Three tips for assignment work: Since each publication you work with will offer a different ‘day rate,’ based on such things as circulation, advertising revenue, and size, you’ll find day rates ranging from $400 a day to $2,000 a day.
In addition to the base ‘day rate’ fee, it is acceptable to also submit a statement for expenses like the following: mileage (52 cents per mile outside your general metropolitan area; if you live outside the general metropolitan area of the publishing house, do not charge a fee for coming in to the city); car rental; plane; train; meals; lodging. Also, photographic expenses: workflow; renting of special equipment; props; model fees; location charges (such as rent); mailing and/or carrier charges; special phone calls (beyond the ordinary); messengers; porters; guards. Be sure to keep your receipts and staple them to your statement.
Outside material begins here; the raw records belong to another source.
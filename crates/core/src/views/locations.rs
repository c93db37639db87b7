use icefield_protocol::{Point, Rect, RenderCommand, SharedStr, TextAlign, ThemeToken};

use crate::encoding::bar_token_for;
use crate::model::LocationShare;

pub const CHART_WIDTH: f64 = 750.0;
pub const CHART_HEIGHT: f64 = 400.0;
const AXIS_X: f64 = 200.0;
/// Fraction of a band step left empty around each bar.
const BAND_PADDING: f64 = 0.65;
const TICK_PADDING: f64 = 15.0;
const NAME_FONT_SIZE: f64 = 16.0;
const SHARE_FONT_SIZE: f64 = 24.0;
const SHARE_BASELINE: f64 = 21.0;

/// `0.7149 -> "71%"`.
pub fn format_share(ratio: f64) -> String {
    format!("{}%", (ratio * 100.0).round())
}

/// Horizontal bar chart of the continents meteorites are attributed to.
///
/// Bars run right from a vertical axis, in input order top to bottom,
/// scaled so the largest share fills the chart. Antarctica is drawn in the
/// accent colour.
pub fn render_locations(shares: &[LocationShare]) -> Vec<RenderCommand> {
    if shares.is_empty() {
        return Vec::new();
    }
    let max_ratio = shares.iter().map(LocationShare::ratio).fold(0.0, f64::max);
    let bar_span = CHART_WIDTH - AXIS_X;
    let n = shares.len() as f64;
    let step = CHART_HEIGHT / (n - BAND_PADDING + 2.0 * BAND_PADDING);
    let bandwidth = step * (1.0 - BAND_PADDING);

    let mut commands = Vec::with_capacity(4 + shares.len() * 3);
    commands.push(RenderCommand::BeginGroup {
        id: SharedStr::from("attributed-locations"),
        label: Some(SharedStr::from("Attributed Locations")),
    });
    commands.push(RenderCommand::DrawLine {
        from: Point::new(AXIS_X, 0.0),
        to: Point::new(AXIS_X, CHART_HEIGHT),
        color: ThemeToken::AxisLine,
        width: 2.0,
    });

    for (i, share) in shares.iter().enumerate() {
        let y = step * BAND_PADDING + step * i as f64;
        let width = if max_ratio > 0.0 {
            share.ratio() / max_ratio * bar_span
        } else {
            0.0
        };
        let (bar, label) = bar_token_for(share.continent());
        commands.push(RenderCommand::DrawText {
            position: Point::new(AXIS_X - TICK_PADDING, y + bandwidth / 2.0 + NAME_FONT_SIZE / 3.0),
            text: SharedStr::from(share.continent()),
            color: ThemeToken::TextPrimary,
            font_size: NAME_FONT_SIZE,
            align: TextAlign::Right,
            bold: false,
        });
        commands.push(RenderCommand::DrawRect {
            rect: Rect::new(AXIS_X, y, width, bandwidth),
            color: bar,
            border_color: None,
            label: Some(SharedStr::from(format!(
                "{}: {} meteorites",
                share.continent(),
                share.1.length
            ))),
            corner_radius: 0.0,
        });
        commands.push(RenderCommand::DrawText {
            position: Point::new(AXIS_X + width + TICK_PADDING, y + SHARE_BASELINE),
            text: SharedStr::from(format_share(share.ratio())),
            color: label,
            font_size: SHARE_FONT_SIZE,
            align: TextAlign::Left,
            bold: false,
        });
    }

    commands.push(RenderCommand::EndGroup);
    commands
}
Some popular pricing guides: FotoQuote, Cradoc Corporation, 145 Tyee Dr #286, Point Roberts, WA 98281-9602; Phone: 1 206 842-4030; Fax: 1 206 824-1381; Email: cradoc[at]ibm[dot]net.
Jim Pickerell’s, Selling Stock, 110 Fredrick Ave Ste A, Rockville, MD 20850; Phone: 1 301 251-0720; Fax: 1 301 309-0941; Email: jim[at]chd[dot]com.
Michal Heron’s, Pricing Photography, 28 W 71st St, New York, NY 10023; Phone: 1 212 787-1272; Fax: 1 212 721-0844; email: mheron[at]interport[dot]net.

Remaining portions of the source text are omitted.